%%

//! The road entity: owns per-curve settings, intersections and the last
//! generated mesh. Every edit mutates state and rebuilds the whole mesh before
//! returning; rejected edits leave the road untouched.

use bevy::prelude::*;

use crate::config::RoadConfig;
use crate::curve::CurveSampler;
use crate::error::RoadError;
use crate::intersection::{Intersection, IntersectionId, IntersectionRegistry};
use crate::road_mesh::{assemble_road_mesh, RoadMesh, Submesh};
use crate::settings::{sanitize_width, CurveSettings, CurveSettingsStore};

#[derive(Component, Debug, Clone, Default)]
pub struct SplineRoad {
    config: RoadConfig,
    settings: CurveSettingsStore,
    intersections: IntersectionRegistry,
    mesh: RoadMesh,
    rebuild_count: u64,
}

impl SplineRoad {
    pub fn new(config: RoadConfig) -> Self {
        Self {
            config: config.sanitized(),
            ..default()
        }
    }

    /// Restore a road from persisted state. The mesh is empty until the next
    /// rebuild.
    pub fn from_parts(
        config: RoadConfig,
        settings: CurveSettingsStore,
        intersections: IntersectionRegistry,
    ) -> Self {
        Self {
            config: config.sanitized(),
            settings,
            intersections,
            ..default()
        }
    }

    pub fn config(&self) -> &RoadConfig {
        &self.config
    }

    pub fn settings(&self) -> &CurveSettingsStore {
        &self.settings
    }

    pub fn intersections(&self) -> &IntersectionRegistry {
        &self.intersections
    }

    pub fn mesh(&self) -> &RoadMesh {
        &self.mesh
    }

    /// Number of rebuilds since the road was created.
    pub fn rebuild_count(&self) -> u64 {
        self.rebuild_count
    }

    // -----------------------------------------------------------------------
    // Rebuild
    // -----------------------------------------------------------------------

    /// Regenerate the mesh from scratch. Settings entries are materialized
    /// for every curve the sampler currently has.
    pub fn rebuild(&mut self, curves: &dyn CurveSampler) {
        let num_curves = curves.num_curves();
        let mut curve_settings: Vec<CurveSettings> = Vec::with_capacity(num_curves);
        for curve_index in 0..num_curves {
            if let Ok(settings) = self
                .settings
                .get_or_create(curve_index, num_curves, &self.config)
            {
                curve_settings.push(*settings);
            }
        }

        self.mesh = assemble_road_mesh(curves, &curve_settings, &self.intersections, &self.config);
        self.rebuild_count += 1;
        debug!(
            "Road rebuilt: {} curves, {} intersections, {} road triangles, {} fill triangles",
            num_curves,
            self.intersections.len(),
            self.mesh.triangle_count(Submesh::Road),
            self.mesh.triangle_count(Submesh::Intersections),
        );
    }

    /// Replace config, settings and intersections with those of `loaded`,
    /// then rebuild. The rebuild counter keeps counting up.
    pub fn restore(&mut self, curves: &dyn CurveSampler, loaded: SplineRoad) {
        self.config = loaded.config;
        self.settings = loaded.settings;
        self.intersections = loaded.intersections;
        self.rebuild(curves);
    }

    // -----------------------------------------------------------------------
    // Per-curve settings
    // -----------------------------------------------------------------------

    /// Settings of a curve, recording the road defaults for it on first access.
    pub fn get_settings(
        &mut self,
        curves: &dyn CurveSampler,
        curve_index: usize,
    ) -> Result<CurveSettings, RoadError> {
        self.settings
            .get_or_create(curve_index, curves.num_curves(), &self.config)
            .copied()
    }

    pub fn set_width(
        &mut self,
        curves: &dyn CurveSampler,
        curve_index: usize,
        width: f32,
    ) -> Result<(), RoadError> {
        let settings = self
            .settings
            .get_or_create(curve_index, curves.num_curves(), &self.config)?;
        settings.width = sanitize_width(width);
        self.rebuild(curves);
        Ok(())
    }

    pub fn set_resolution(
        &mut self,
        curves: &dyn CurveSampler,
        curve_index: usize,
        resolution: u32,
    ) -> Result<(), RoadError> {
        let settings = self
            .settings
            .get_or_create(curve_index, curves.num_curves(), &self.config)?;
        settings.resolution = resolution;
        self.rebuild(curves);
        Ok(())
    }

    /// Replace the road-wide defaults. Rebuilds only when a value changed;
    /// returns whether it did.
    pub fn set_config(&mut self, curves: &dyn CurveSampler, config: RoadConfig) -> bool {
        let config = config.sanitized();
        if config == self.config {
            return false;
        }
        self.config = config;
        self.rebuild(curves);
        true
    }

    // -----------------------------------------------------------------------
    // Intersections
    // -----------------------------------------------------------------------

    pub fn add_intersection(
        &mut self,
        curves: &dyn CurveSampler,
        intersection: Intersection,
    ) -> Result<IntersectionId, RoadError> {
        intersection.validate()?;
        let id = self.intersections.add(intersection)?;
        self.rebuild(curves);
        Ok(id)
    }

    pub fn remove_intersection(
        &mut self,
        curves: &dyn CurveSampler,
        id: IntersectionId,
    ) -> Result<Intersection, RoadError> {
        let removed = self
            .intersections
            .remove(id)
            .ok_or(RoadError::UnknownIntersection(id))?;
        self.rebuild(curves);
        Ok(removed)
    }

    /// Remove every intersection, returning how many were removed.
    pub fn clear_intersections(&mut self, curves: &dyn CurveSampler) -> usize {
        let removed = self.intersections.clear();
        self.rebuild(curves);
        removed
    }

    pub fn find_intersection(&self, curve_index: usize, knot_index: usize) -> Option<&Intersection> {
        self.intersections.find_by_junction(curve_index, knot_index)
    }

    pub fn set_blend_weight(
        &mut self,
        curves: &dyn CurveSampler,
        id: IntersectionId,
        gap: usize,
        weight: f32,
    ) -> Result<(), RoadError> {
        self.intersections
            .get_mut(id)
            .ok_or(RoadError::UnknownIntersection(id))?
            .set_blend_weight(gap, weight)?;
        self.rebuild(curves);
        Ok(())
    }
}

%%

- What you are asked to do
Retype all of the material above with every character intact.

- Problem solution
//! The road entity: owns per-curve settings, intersections and the last
//! generated mesh. Every edit mutates state and rebuilds the whole mesh before
//! returning; rejected edits leave the road untouched.

use bevy::prelude::*;

use crate::config::RoadConfig;
use crate::curve::CurveSampler;
use crate::error::RoadError;
use crate::intersection::{Intersection, IntersectionId, IntersectionRegistry};
use crate::road_mesh::{assemble_road_mesh, RoadMesh, Submesh};
use crate::settings::{sanitize_width, CurveSettings, CurveSettingsStore};

#[derive(Component, Debug, Clone, Default)]
pub struct SplineRoad {
    config: RoadConfig,
    settings: CurveSettingsStore,
    intersections: IntersectionRegistry,
    mesh: RoadMesh,
    rebuild_count: u64,
}

impl SplineRoad {
    pub fn new(config: RoadConfig) -> Self {
        Self {
            config: config.sanitized(),
            ..default()
        }
    }

    /// Restore a road from persisted state. The mesh is empty until the next
    /// rebuild.
    pub fn from_parts(
        config: RoadConfig,
        settings: CurveSettingsStore,
        intersections: IntersectionRegistry,
    ) -> Self {
        Self {
            config: config.sanitized(),
            settings,
            intersections,
            ..default()
        }
    }

    pub fn config(&self) -> &RoadConfig {
        &self.config
    }

    pub fn settings(&self) -> &CurveSettingsStore {
        &self.settings
    }

    pub fn intersections(&self) -> &IntersectionRegistry {
        &self.intersections
    }

    pub fn mesh(&self) -> &RoadMesh {
        &self.mesh
    }

    /// Number of rebuilds since the road was created.
    pub fn rebuild_count(&self) -> u64 {
        self.rebuild_count
    }

    // -----------------------------------------------------------------------
    // Rebuild
    // -----------------------------------------------------------------------

    /// Regenerate the mesh from scratch. Settings entries are materialized
    /// for every curve the sampler currently has.
    pub fn rebuild(&mut self, curves: &dyn CurveSampler) {
        let num_curves = curves.num_curves();
        let mut curve_settings: Vec<CurveSettings> = Vec::with_capacity(num_curves);
        for curve_index in 0..num_curves {
            if let Ok(settings) = self
                .settings
                .get_or_create(curve_index, num_curves, &self.config)
            {
                curve_settings.push(*settings);
            }
        }

        self.mesh = assemble_road_mesh(curves, &curve_settings, &self.intersections, &self.config);
        self.rebuild_count += 1;
        debug!(
            "Road rebuilt: {} curves, {} intersections, {} road triangles, {} fill triangles",
            num_curves,
            self.intersections.len(),
            self.mesh.triangle_count(Submesh::Road),
            self.mesh.triangle_count(Submesh::Intersections),
        );
    }

    /// Replace config, settings and intersections with those of `loaded`,
    /// then rebuild. The rebuild counter keeps counting up.
    pub fn restore(&mut self, curves: &dyn CurveSampler, loaded: SplineRoad) {
        self.config = loaded.config;
        self.settings = loaded.settings;
        self.intersections = loaded.intersections;
        self.rebuild(curves);
    }

    // -----------------------------------------------------------------------
    // Per-curve settings
    // -----------------------------------------------------------------------

    /// Settings of a curve, recording the road defaults for it on first access.
    pub fn get_settings(
        &mut self,
        curves: &dyn CurveSampler,
        curve_index: usize,
    ) -> Result<CurveSettings, RoadError> {
        self.settings
            .get_or_create(curve_index, curves.num_curves(), &self.config)
            .copied()
    }

    pub fn set_width(
        &mut self,
        curves: &dyn CurveSampler,
        curve_index: usize,
        width: f32,
    ) -> Result<(), RoadError> {
        let settings = self
            .settings
            .get_or_create(curve_index, curves.num_curves(), &self.config)?;
        settings.width = sanitize_width(width);
        self.rebuild(curves);
        Ok(())
    }

    pub fn set_resolution(
        &mut self,
        curves: &dyn CurveSampler,
        curve_index: usize,
        resolution: u32,
    ) -> Result<(), RoadError> {
        let settings = self
            .settings
            .get_or_create(curve_index, curves.num_curves(), &self.config)?;
        settings.resolution = resolution;
        self.rebuild(curves);
        Ok(())
    }

    /// Replace the road-wide defaults. Rebuilds only when a value changed;
    /// returns whether it did.
    pub fn set_config(&mut self, curves: &dyn CurveSampler, config: RoadConfig) -> bool {
        let config = config.sanitized();
        if config == self.config {
            return false;
        }
        self.config = config;
        self.rebuild(curves);
        true
    }

    // -----------------------------------------------------------------------
    // Intersections
    // -----------------------------------------------------------------------

    pub fn add_intersection(
        &mut self,
        curves: &dyn CurveSampler,
        intersection: Intersection,
    ) -> Result<IntersectionId, RoadError> {
        intersection.validate()?;
        let id = self.intersections.add(intersection)?;
        self.rebuild(curves);
        Ok(id)
    }

    pub fn remove_intersection(
        &mut self,
        curves: &dyn CurveSampler,
        id: IntersectionId,
    ) -> Result<Intersection, RoadError> {
        let removed = self
            .intersections
            .remove(id)
            .ok_or(RoadError::UnknownIntersection(id))?;
        self.rebuild(curves);
        Ok(removed)
    }

    /// Remove every intersection, returning how many were removed.
    pub fn clear_intersections(&mut self, curves: &dyn CurveSampler) -> usize {
        let removed = self.intersections.clear();
        self.rebuild(curves);
        removed
    }

    pub fn find_intersection(&self, curve_index: usize, knot_index: usize) -> Option<&Intersection> {
        self.intersections.find_by_junction(curve_index, knot_index)
    }

    pub fn set_blend_weight(
        &mut self,
        curves: &dyn CurveSampler,
        id: IntersectionId,
        gap: usize,
        weight: f32,
    ) -> Result<(), RoadError> {
        self.intersections
            .get_mut(id)
            .ok_or(RoadError::UnknownIntersection(id))?
            .set_blend_weight(gap, weight)?;
        self.rebuild(curves);
        Ok(())
    }
}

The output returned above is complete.